▶ _Problem description_
The required output is every entry, printed exactly as written.

[Excerpts from a dataset]
──────────
//! GraphQL operation requests, response envelopes and the built-in
//! authentication documents.

use serde::{Deserialize, Serialize};
use serde_json::{Map, Value};

// ============================================================================
// Documents
// ============================================================================

/// Sign-in mutation. Public; returns a [`TokenPayload`](crate::TokenPayload).
pub const SIGN_IN_MUTATION: &str = "mutation SignIn($email: String!, $password: String!) { \
tokenAuth(email: $email, password: $password) { token refreshToken tokenExpiresAt refreshExpiresAt } }";

/// Root field of [`SIGN_IN_MUTATION`].
pub const SIGN_IN_FIELD: &str = "tokenAuth";

/// Refresh mutation. Public; the refresh token travels as a variable.
pub const REFRESH_MUTATION: &str = "mutation RefreshToken($refreshToken: String!) { \
refreshToken(refreshToken: $refreshToken) { token refreshToken tokenExpiresAt refreshExpiresAt } }";

/// Root field of [`REFRESH_MUTATION`].
pub const REFRESH_FIELD: &str = "refreshToken";

/// `extensions.code` values that mean the bearer token was not accepted.
const AUTH_ERROR_CODES: &[&str] = &["UNAUTHENTICATED", "UNAUTHORIZED", "TOKEN_EXPIRED"];

/// Whole messages some backends emit for rejected tokens without setting a
/// code. Compared case-insensitively, ignoring a trailing period.
const AUTH_ERROR_MESSAGES: &[&str] = &[
    "signature has expired",
    "error decoding signature",
    "invalid token",
    "authentication credentials were not provided",
];

// ============================================================================
// Request
// ============================================================================

/// A GraphQL operation to execute.
///
/// Built per call and never persisted.
///
/// # Example
///
/// ```
/// use serde_json::json;
/// use tripdesk_core::Operation;
///
/// let op = Operation::new("query Proposal($id: ID!) { proposal(id: $id) { title } }")
///     .with_variables(json!({ "id": "42" }))
///     .with_operation_name("Proposal");
/// assert!(op.requires_auth());
///
/// let sign_up = Operation::new("mutation { signUp { ok } }").public();
/// assert!(!sign_up.requires_auth());
/// ```
#[derive(Debug, Clone, PartialEq)]
pub struct Operation {
    document: String,
    variables: Value,
    operation_name: Option<String>,
    requires_auth: bool,
}

impl Operation {
    /// An authenticated operation with no variables.
    pub fn new(document: impl Into<String>) -> Self {
        Self {
            document: document.into(),
            variables: Value::Object(Map::new()),
            operation_name: None,
            requires_auth: true,
        }
    }

    pub fn with_variables(mut self, variables: Value) -> Self {
        self.variables = variables;
        self
    }

    pub fn with_operation_name(mut self, name: impl Into<String>) -> Self {
        self.operation_name = Some(name.into());
        self
    }

    /// Marks the operation as usable without a credential (sign-in, sign-up).
    pub fn public(mut self) -> Self {
        self.requires_auth = false;
        self
    }

    pub fn document(&self) -> &str {
        &self.document
    }

    pub fn variables(&self) -> &Value {
        &self.variables
    }

    pub fn operation_name(&self) -> Option<&str> {
        self.operation_name.as_deref()
    }

    pub fn requires_auth(&self) -> bool {
        self.requires_auth
    }

    /// The JSON body sent to the endpoint.
    pub fn body(&self) -> RequestBody<'_> {
        RequestBody {
            query: &self.document,
            variables: &self.variables,
            operation_name: self.operation_name.as_deref(),
        }
    }
}

/// Wire form of an [`Operation`].
#[derive(Debug, Serialize)]
#[serde(rename_all = "camelCase")]
pub struct RequestBody<'a> {
    pub query: &'a str,
    pub variables: &'a Value,
    #[serde(skip_serializing_if = "Option::is_none")]
    pub operation_name: Option<&'a str>,
}

// ============================================================================
// Response
// ============================================================================

/// A GraphQL response envelope.
#[derive(Debug, Clone, Default, PartialEq, Serialize, Deserialize)]
pub struct GraphqlResponse {
    #[serde(default)]
    pub data: Option<Value>,
    #[serde(default, skip_serializing_if = "Vec::is_empty")]
    pub errors: Vec<GraphqlError>,
}

impl GraphqlResponse {
    /// A successful envelope carrying `data`.
    pub fn ok(data: Value) -> Self {
        Self {
            data: Some(data),
            errors: Vec::new(),
        }
    }

    /// An envelope carrying only errors.
    pub fn with_errors(errors: Vec<GraphqlError>) -> Self {
        Self { data: None, errors }
    }

    /// Returns true if any error reports a rejected bearer token.
    pub fn is_auth_failure(&self) -> bool {
        self.errors.iter().any(GraphqlError::is_auth_error)
    }
}

/// A field-level error reported by the backend.
#[derive(Debug, Clone, PartialEq, Serialize, Deserialize)]
pub struct GraphqlError {
    pub message: String,
    #[serde(default, skip_serializing_if = "Option::is_none")]
    pub path: Option<Vec<Value>>,
    #[serde(default, skip_serializing_if = "Option::is_none")]
    pub extensions: Option<Value>,
}

impl GraphqlError {
    pub fn new(message: impl Into<String>) -> Self {
        Self {
            message: message.into(),
            path: None,
            extensions: None,
        }
    }

    /// Attach an `extensions.code`.
    pub fn with_code(mut self, code: &str) -> Self {
        self.extensions = Some(serde_json::json!({ "code": code }));
        self
    }

    /// `extensions.code`, if the backend set one.
    pub fn code(&self) -> Option<&str> {
        self.extensions.as_ref()?.get("code")?.as_str()
    }

    /// Check if this error means the bearer token was not accepted.
    pub fn is_auth_error(&self) -> bool {
        if let Some(code) = self.code() {
            return AUTH_ERROR_CODES.contains(&code);
        }
        let message = self.message.trim().trim_end_matches('.').to_ascii_lowercase();
        AUTH_ERROR_MESSAGES.contains(&message.as_str())
    }
}
//! tripdesk-graphql - HTTP transport to the GraphQL endpoint.

mod client;

pub use client::{HttpTransport, HttpTransportBuilder};
pub mod audio;
pub mod config;
pub mod error;
pub mod http;
pub mod nats;
pub mod orchestrator;
pub mod report;
pub mod room;
pub mod session;
pub mod transcript;

pub use audio::{AudioFrame, CapturedAudio, SilenceDetector, StopReason};
pub use config::Config;
pub use error::{OrchestratorError, Result};
pub use http::{create_router, AppState};
pub use nats::{NatsRoomConnection, NatsRoomTransport};
pub use orchestrator::{InterviewOrchestrator, Navigation};
pub use report::{
    HttpReportClient, InterviewSummary, PollPolicy, PollResult, Readiness, ReportPoller,
    ReportSource, ReportView, SessionRecord,
};
pub use room::{
    AccessIssuer, CredentialProvider, DetachedMedia, HttpCredentialClient, LocalMedia,
    RoomCredential, RoomTransport,
};
pub use session::{
    ConnectOutcome, InteractionMode, InterviewProgress, LifecycleState, Notice, ProgressEvent,
    Session, SessionConfig, SessionContext, SessionEvent, SessionEvents, SessionMonitor,
    TerminationReason,
};
pub use transcript::{SpeakerRole, TranscriptFragment, TranscriptNormalizer};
──────────
▶ _Solution to this exercise_
//! GraphQL operation requests, response envelopes and the built-in
//! authentication documents.

use serde::{Deserialize, Serialize};
use serde_json::{Map, Value};

// ============================================================================
// Documents
// ============================================================================

/// Sign-in mutation. Public; returns a [`TokenPayload`](crate::TokenPayload).
pub const SIGN_IN_MUTATION: &str = "mutation SignIn($email: String!, $password: String!) { \
tokenAuth(email: $email, password: $password) { token refreshToken tokenExpiresAt refreshExpiresAt } }";

/// Root field of [`SIGN_IN_MUTATION`].
pub const SIGN_IN_FIELD: &str = "tokenAuth";

/// Refresh mutation. Public; the refresh token travels as a variable.
pub const REFRESH_MUTATION: &str = "mutation RefreshToken($refreshToken: String!) { \
refreshToken(refreshToken: $refreshToken) { token refreshToken tokenExpiresAt refreshExpiresAt } }";

/// Root field of [`REFRESH_MUTATION`].
pub const REFRESH_FIELD: &str = "refreshToken";

/// `extensions.code` values that mean the bearer token was not accepted.
const AUTH_ERROR_CODES: &[&str] = &["UNAUTHENTICATED", "UNAUTHORIZED", "TOKEN_EXPIRED"];

/// Whole messages some backends emit for rejected tokens without setting a
/// code. Compared case-insensitively, ignoring a trailing period.
const AUTH_ERROR_MESSAGES: &[&str] = &[
    "signature has expired",
    "error decoding signature",
    "invalid token",
    "authentication credentials were not provided",
];

// ============================================================================
// Request
// ============================================================================

/// A GraphQL operation to execute.
///
/// Built per call and never persisted.
///
/// # Example
///
/// ```
/// use serde_json::json;
/// use tripdesk_core::Operation;
///
/// let op = Operation::new("query Proposal($id: ID!) { proposal(id: $id) { title } }")
///     .with_variables(json!({ "id": "42" }))
///     .with_operation_name("Proposal");
/// assert!(op.requires_auth());
///
/// let sign_up = Operation::new("mutation { signUp { ok } }").public();
/// assert!(!sign_up.requires_auth());
/// ```
#[derive(Debug, Clone, PartialEq)]
pub struct Operation {
    document: String,
    variables: Value,
    operation_name: Option<String>,
    requires_auth: bool,
}

impl Operation {
    /// An authenticated operation with no variables.
    pub fn new(document: impl Into<String>) -> Self {
        Self {
            document: document.into(),
            variables: Value::Object(Map::new()),
            operation_name: None,
            requires_auth: true,
        }
    }

    pub fn with_variables(mut self, variables: Value) -> Self {
        self.variables = variables;
        self
    }

    pub fn with_operation_name(mut self, name: impl Into<String>) -> Self {
        self.operation_name = Some(name.into());
        self
    }

    /// Marks the operation as usable without a credential (sign-in, sign-up).
    pub fn public(mut self) -> Self {
        self.requires_auth = false;
        self
    }

    pub fn document(&self) -> &str {
        &self.document
    }

    pub fn variables(&self) -> &Value {
        &self.variables
    }

    pub fn operation_name(&self) -> Option<&str> {
        self.operation_name.as_deref()
    }

    pub fn requires_auth(&self) -> bool {
        self.requires_auth
    }

    /// The JSON body sent to the endpoint.
    pub fn body(&self) -> RequestBody<'_> {
        RequestBody {
            query: &self.document,
            variables: &self.variables,
            operation_name: self.operation_name.as_deref(),
        }
    }
}

/// Wire form of an [`Operation`].
#[derive(Debug, Serialize)]
#[serde(rename_all = "camelCase")]
pub struct RequestBody<'a> {
    pub query: &'a str,
    pub variables: &'a Value,
    #[serde(skip_serializing_if = "Option::is_none")]
    pub operation_name: Option<&'a str>,
}

// ============================================================================
// Response
// ============================================================================

/// A GraphQL response envelope.
#[derive(Debug, Clone, Default, PartialEq, Serialize, Deserialize)]
pub struct GraphqlResponse {
    #[serde(default)]
    pub data: Option<Value>,
    #[serde(default, skip_serializing_if = "Vec::is_empty")]
    pub errors: Vec<GraphqlError>,
}

impl GraphqlResponse {
    /// A successful envelope carrying `data`.
    pub fn ok(data: Value) -> Self {
        Self {
            data: Some(data),
            errors: Vec::new(),
        }
    }

    /// An envelope carrying only errors.
    pub fn with_errors(errors: Vec<GraphqlError>) -> Self {
        Self { data: None, errors }
    }

    /// Returns true if any error reports a rejected bearer token.
    pub fn is_auth_failure(&self) -> bool {
        self.errors.iter().any(GraphqlError::is_auth_error)
    }
}

/// A field-level error reported by the backend.
#[derive(Debug, Clone, PartialEq, Serialize, Deserialize)]
pub struct GraphqlError {
    pub message: String,
    #[serde(default, skip_serializing_if = "Option::is_none")]
    pub path: Option<Vec<Value>>,
    #[serde(default, skip_serializing_if = "Option::is_none")]
    pub extensions: Option<Value>,
}

impl GraphqlError {
    pub fn new(message: impl Into<String>) -> Self {
        Self {
            message: message.into(),
            path: None,
            extensions: None,
        }
    }

    /// Attach an `extensions.code`.
    pub fn with_code(mut self, code: &str) -> Self {
        self.extensions = Some(serde_json::json!({ "code": code }));
        self
    }

    /// `extensions.code`, if the backend set one.
    pub fn code(&self) -> Option<&str> {
        self.extensions.as_ref()?.get("code")?.as_str()
    }

    /// Check if this error means the bearer token was not accepted.
    pub fn is_auth_error(&self) -> bool {
        if let Some(code) = self.code() {
            return AUTH_ERROR_CODES.contains(&code);
        }
        let message = self.message.trim().trim_end_matches('.').to_ascii_lowercase();
        AUTH_ERROR_MESSAGES.contains(&message.as_str())
    }
}
//! tripdesk-graphql - HTTP transport to the GraphQL endpoint.

mod client;

pub use client::{HttpTransport, HttpTransportBuilder};
pub mod audio;
pub mod config;
pub mod error;
pub mod http;
pub mod nats;
pub mod orchestrator;
pub mod report;
pub mod room;
pub mod session;
pub mod transcript;

pub use audio::{AudioFrame, CapturedAudio, SilenceDetector, StopReason};
pub use config::Config;
pub use error::{OrchestratorError, Result};
pub use http::{create_router, AppState};
pub use nats::{NatsRoomConnection, NatsRoomTransport};
pub use orchestrator::{InterviewOrchestrator, Navigation};
pub use report::{
    HttpReportClient, InterviewSummary, PollPolicy, PollResult, Readiness, ReportPoller,
    ReportSource, ReportView, SessionRecord,
};
pub use room::{
    AccessIssuer, CredentialProvider, DetachedMedia, HttpCredentialClient, LocalMedia,
    RoomCredential, RoomTransport,
};
pub use session::{
    ConnectOutcome, InteractionMode, InterviewProgress, LifecycleState, Notice, ProgressEvent,
    Session, SessionConfig, SessionContext, SessionEvent, SessionEvents, SessionMonitor,
    TerminationReason,
};
pub use transcript::{SpeakerRole, TranscriptFragment, TranscriptNormalizer};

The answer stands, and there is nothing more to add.